• _Data for this task_:

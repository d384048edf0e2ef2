//! Presents decoded PDC MPDUs as value trees.
use pdc::{Mpdu, ParameterValue, HEADER_LENGTH};
use z3950_transcoder::value::{Node, Value};

/// `input` is the message the MPDU was dissected from and `origin`
/// its absolute offset.
pub fn mpdu_node(mpdu: &Mpdu, input: &[u8], origin: usize) -> Node {
    let mut components = vec![
        Node::new(
            "lengthIndicator",
            origin..origin + 1,
            Value::Integer(i64::from(mpdu.length_indicator)),
        ),
        Node::new(
            "mpduType",
            origin + 1..origin + HEADER_LENGTH,
            Value::Integer(i64::from(mpdu.code)),
        )
        .with_display(mpdu.kind.map(|kind| kind.name().to_string())),
    ];
    components.extend(mpdu.fields.iter().map(|field| {
        Node::new(field.name, field.span.clone(), Value::Integer(field.value as i64))
            .with_display(field.display.map(String::from))
    }));
    if !mpdu.parameters.is_empty() {
        let parameters = mpdu
            .parameters
            .iter()
            .map(|parameter| {
                let value = match &parameter.value {
                    ParameterValue::Number(n) => Value::Integer(*n as i64),
                    ParameterValue::Text(text) => Value::CharacterString(text.clone()),
                    ParameterValue::Raw(bytes) => Value::OctetString(bytes.clone()),
                };
                Node::new(parameter.name(), parameter.span.clone(), value)
            })
            .collect();
        components.push(Node::new(
            "parameters",
            parameters_span(mpdu),
            Value::SequenceOf(parameters),
        ));
    }
    if let Some(range) = &mpdu.user_data {
        let bytes = input
            .get(range.start - origin..range.end - origin)
            .unwrap_or_default()
            .to_vec();
        components.push(Node::new("userData", range.clone(), Value::OctetString(bytes)));
    }
    let name = mpdu.kind.map_or("PDC", |kind| kind.name());
    Node::new(name, mpdu.span.clone(), Value::Sequence(components))
        .with_diagnostics(mpdu.diagnostics.clone())
}

fn parameters_span(mpdu: &Mpdu) -> std::ops::Range<usize> {
    let start = mpdu.parameters.first().map_or(0, |p| p.span.start);
    let end = mpdu.parameters.last().map_or(0, |p| p.span.end);
    start..end
}

#[cfg(test)]
mod tests {
    use super::*;

    #[test]
    fn presents_the_fixed_and_variable_parts() {
        let input = [9, 1, 5, 1, 0, 0, 0, 1, 2, 1, 2];
        let mpdu = pdc::dissect(&input, 0).unwrap();
        let node = mpdu_node(&mpdu, &input, 0);
        assert_eq!(node.name, "SIMPDU");
        assert_eq!(node.get("credit").and_then(Node::as_integer), Some(5));
        let state = node.get("state").unwrap();
        assert_eq!(state.display.as_deref(), Some("Operational"));
        let version = node.get("parameters.0").unwrap();
        assert_eq!(version.name, "Version Number");
        assert_eq!(version.as_integer(), Some(2));
        assert_eq!(version.span, 8..11);
    }

    #[test]
    fn keeps_user_data_octets() {
        let input = [5, 4, 0x80, 0, 7, b'h', b'i'];
        let mpdu = pdc::dissect(&input, 100).unwrap();
        let node = mpdu_node(&mpdu, &input, 100);
        let data = node.get("userData").unwrap();
        assert_eq!(data.span, 105..107);
        assert_eq!(data.as_str(), Some("hi"));
        assert_eq!(node.get("eot").and_then(Node::as_integer), Some(1));
    }
}
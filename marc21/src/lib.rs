//! The `marc21` crate decodes MARC21 (ISO 2709) bibliographic records.
//!
//! A record is a 24 byte leader, a directory of fixed width entries
//! and the field data the directory points into. Decoding is lenient:
//! problems with numbers, directory entries and terminators are
//! attached as [`Diagnostic`]s to the part of the record they concern,
//! and decoding carries on with fallback values. Only a record that
//! is too short to hold a leader fails with a [`MarcError`].
//!
//! ```rust
//! let input = b"00041nam a2200037 a 4500001000300000\x1eab\x1e\x1d";
//! let record = marc21::decode_record(input, 0).unwrap();
//! assert_eq!(record.fields[0].tag, "001");
//! assert!(record.diagnostics().is_empty());
//! ```
mod directory;
mod field;
mod leader;

use core::fmt::{Display, Formatter};
use std::{error::Error, ops::Range};

pub use directory::{Directory, DirectoryEntry};
pub use field::{Field, FieldContent, Subfield};
pub use leader::Leader;
pub use z3950_transcoder::value::{Diagnostic, DiagnosticKind, Severity};

pub const LEADER_LENGTH: usize = 24;
pub const SUBFIELD_DELIMITER: u8 = 0x1F;
pub const FIELD_TERMINATOR: u8 = 0x1E;
pub const RECORD_TERMINATOR: u8 = 0x1D;

#[derive(Debug, Clone, PartialEq, Eq)]
pub struct MarcError {
    pub details: String,
    /// Absolute offset of the record that could not be decoded
    pub offset: usize,
}

impl Error for MarcError {}

impl Display for MarcError {
    fn fmt(&self, f: &mut Formatter) -> core::fmt::Result {
        write!(f, "Error decoding MARC record at offset {}: {}", self.offset, self.details)
    }
}

/// One decoded record. All spans are absolute offsets.
#[derive(Debug, Clone, PartialEq)]
pub struct Record {
    pub leader: Leader,
    pub directory: Directory,
    pub fields: Vec<Field>,
    pub span: Range<usize>,
    /// Problems of the record as a whole
    pub record_diagnostics: Vec<Diagnostic>,
}

impl Record {
    /// All diagnostics of the record and its parts
    pub fn diagnostics(&self) -> Vec<&Diagnostic> {
        let mut all: Vec<&Diagnostic> = self.record_diagnostics.iter().collect();
        all.extend(&self.leader.diagnostics);
        all.extend(&self.directory.diagnostics);
        for entry in &self.directory.entries {
            all.extend(&entry.diagnostics);
        }
        for field in &self.fields {
            all.extend(&field.diagnostics);
        }
        all
    }

    /// The first field carrying `tag`
    pub fn field(&self, tag: &str) -> Option<&Field> {
        self.fields.iter().find(|f| f.tag == tag)
    }
}

pub(crate) fn report(diagnostics: &mut Vec<Diagnostic>, diagnostic: Diagnostic) {
    log::warn!(
        "MARC {:?} at {:?}: {}",
        diagnostic.kind,
        diagnostic.span,
        diagnostic.details
    );
    diagnostics.push(diagnostic);
}

/// Decodes the record at the start of `input`. `origin` is the
/// absolute offset of `input` in the enclosing message.
pub fn decode_record(input: &[u8], origin: usize) -> Result<Record, MarcError> {
    if input.len() < LEADER_LENGTH {
        return Err(MarcError {
            details: format!("{} bytes cannot hold a leader", input.len()),
            offset: origin,
        });
    }
    let leader = Leader::parse(input, origin);
    let mut record_diagnostics = Vec::new();

    let end = if leader.record_length > input.len() {
        report(
            &mut record_diagnostics,
            Diagnostic::error(
                DiagnosticKind::InvalidRecordLength,
                format!(
                    "leader declares {} bytes, {} available",
                    leader.record_length,
                    input.len()
                ),
                origin..origin + input.len(),
            ),
        );
        input.len()
    } else {
        leader.record_length.max(LEADER_LENGTH)
    };
    let record = &input[..end];

    let directory = Directory::parse(record, &leader, origin);
    let base = leader.base_address_of_data.clamp(LEADER_LENGTH, end);
    let data = &record[base..];
    let fields = field::parse_fields(data, &directory, &leader, origin + base);

    if end == leader.record_length {
        let terminated = record.last() == Some(&RECORD_TERMINATOR);
        let consumed = fields
            .iter()
            .map(|f| f.span.end - origin)
            .max()
            .unwrap_or(base)
            + 1;
        if !terminated {
            report(
                &mut record_diagnostics,
                Diagnostic::error(
                    DiagnosticKind::InvalidRecordLength,
                    "record does not end with a record terminator",
                    origin + end - 1..origin + end,
                ),
            );
        } else if consumed != end {
            report(
                &mut record_diagnostics,
                Diagnostic::warning(
                    DiagnosticKind::InvalidRecordLength,
                    format!("fields end at {consumed}, leader declares {end} bytes"),
                    origin..origin + end,
                ),
            );
        }
    }

    Ok(Record {
        leader,
        directory,
        fields,
        span: origin..origin + end,
        record_diagnostics,
    })
}

/// Decodes consecutive records, each delimited by its own leader.
///
/// Bytes behind the last record that cannot hold another leader are
/// reported on that record.
pub fn decode_records(input: &[u8], origin: usize) -> Result<Vec<Record>, MarcError> {
    let mut records = vec![decode_record(input, origin)?];
    let mut position = records[0].span.len();
    while position < input.len() {
        match decode_record(&input[position..], origin + position) {
            Ok(record) => {
                position += record.span.len();
                records.push(record);
            }
            Err(e) => {
                if let Some(last) = records.last_mut() {
                    report(
                        &mut last.record_diagnostics,
                        Diagnostic::warning(
                            DiagnosticKind::TrailingData,
                            e.details,
                            origin + position..origin + input.len(),
                        ),
                    );
                }
                break;
            }
        }
    }
    Ok(records)
}

#[cfg(test)]
pub(crate) mod tests {
    use super::*;

    /// Builds a record with a 4-5 directory from `(tag, content)`
    /// pairs. Content includes its field terminator.
    pub fn record(fields: &[(&str, &[u8])]) -> Vec<u8> {
        let mut directory: Vec<u8> = Vec::new();
        let mut data: Vec<u8> = Vec::new();
        for (tag, content) in fields {
            directory.extend(format!("{tag}{:04}{:05}", content.len(), data.len()).bytes());
            data.extend_from_slice(content);
        }
        directory.push(FIELD_TERMINATOR);
        let base = LEADER_LENGTH + directory.len();
        let length = base + data.len() + 1;
        let mut record = format!("{length:05}nam a22{base:05} a 4500").into_bytes();
        record.extend(directory);
        record.extend(data);
        record.push(RECORD_TERMINATOR);
        record
    }

    pub fn sample() -> Vec<u8> {
        record(&[
            ("001", b"ocm123\x1e"),
            ("245", b"10\x1faThe cat\x1fcby Someone\x1e"),
            ("650", b" 0\x1faCats\x1e"),
        ])
    }

    #[test]
    fn decodes_well_formed_record() {
        let input = sample();
        let record = decode_record(&input, 0).unwrap();
        assert!(record.diagnostics().is_empty(), "{:?}", record.diagnostics());
        assert_eq!(record.span, 0..input.len());
        assert_eq!(record.fields.len(), 3);
        assert_eq!(
            record.field("001").unwrap().content,
            FieldContent::Control(b"ocm123".to_vec())
        );
        let title = record.field("245").unwrap();
        let FieldContent::Data { indicators, subfields } = &title.content else {
            panic!("245 is not a data field")
        };
        assert_eq!(indicators, b"10");
        assert_eq!(subfields.len(), 2);
        assert_eq!(subfields[0].code, "a");
        assert_eq!(subfields[0].value, b"The cat");
        assert_eq!(subfields[1].code, "c");
        assert_eq!(subfields[1].value, b"by Someone");
    }

    #[test]
    fn rejects_input_without_leader() {
        let err = decode_record(b"00024nam", 7).unwrap_err();
        assert_eq!(err.offset, 7);
    }

    #[test]
    fn reports_truncated_records() {
        let mut input = sample();
        input.truncate(input.len() - 5);
        let record = decode_record(&input, 0).unwrap();
        assert_eq!(record.record_diagnostics.len(), 1);
        assert_eq!(
            record.record_diagnostics[0].kind,
            DiagnosticKind::InvalidRecordLength
        );
        assert_eq!(record.field("001").unwrap().content, FieldContent::Control(b"ocm123".to_vec()));
    }

    #[test]
    fn reports_missing_record_terminator() {
        let mut input = sample();
        let last = input.len() - 1;
        input[last] = b'x';
        let record = decode_record(&input, 0).unwrap();
        let kinds: Vec<_> = record.diagnostics().iter().map(|d| d.kind).collect();
        assert_eq!(kinds, vec![DiagnosticKind::InvalidRecordLength]);
    }

    #[test]
    fn decodes_consecutive_records() {
        let mut input = sample();
        let first = input.len();
        input.extend(record(&[("008", b"830415s1983\x1e")]));
        input.extend(b"\x00\x00");
        let records = decode_records(&input, 100).unwrap();
        assert_eq!(records.len(), 2);
        assert_eq!(records[1].span.start, 100 + first);
        assert_eq!(records[1].fields[0].tag, "008");
        assert_eq!(records[1].record_diagnostics.len(), 1);
        assert_eq!(
            records[1].record_diagnostics[0].kind,
            DiagnosticKind::TrailingData
        );
    }
}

• _Assignment_: The required answer is the exact run of lines above starting at the line with "if let Some(last)" and ending at the line with "let base = LEADER_LENGTH", with both ends present.

• _Result of this task_:
                if let Some(last) = records.last_mut() {
                    report(
                        &mut last.record_diagnostics,
                        Diagnostic::warning(
                            DiagnosticKind::TrailingData,
                            e.details,
                            origin + position..origin + input.len(),
                        ),
                    );
                }
                break;
            }
        }
    }
    Ok(records)
}

#[cfg(test)]
pub(crate) mod tests {
    use super::*;

    /// Builds a record with a 4-5 directory from `(tag, content)`
    /// pairs. Content includes its field terminator.
    pub fn record(fields: &[(&str, &[u8])]) -> Vec<u8> {
        let mut directory: Vec<u8> = Vec::new();
        let mut data: Vec<u8> = Vec::new();
        for (tag, content) in fields {
            directory.extend(format!("{tag}{:04}{:05}", content.len(), data.len()).bytes());
            data.extend_from_slice(content);
        }
        directory.push(FIELD_TERMINATOR);
        let base = LEADER_LENGTH + directory.len();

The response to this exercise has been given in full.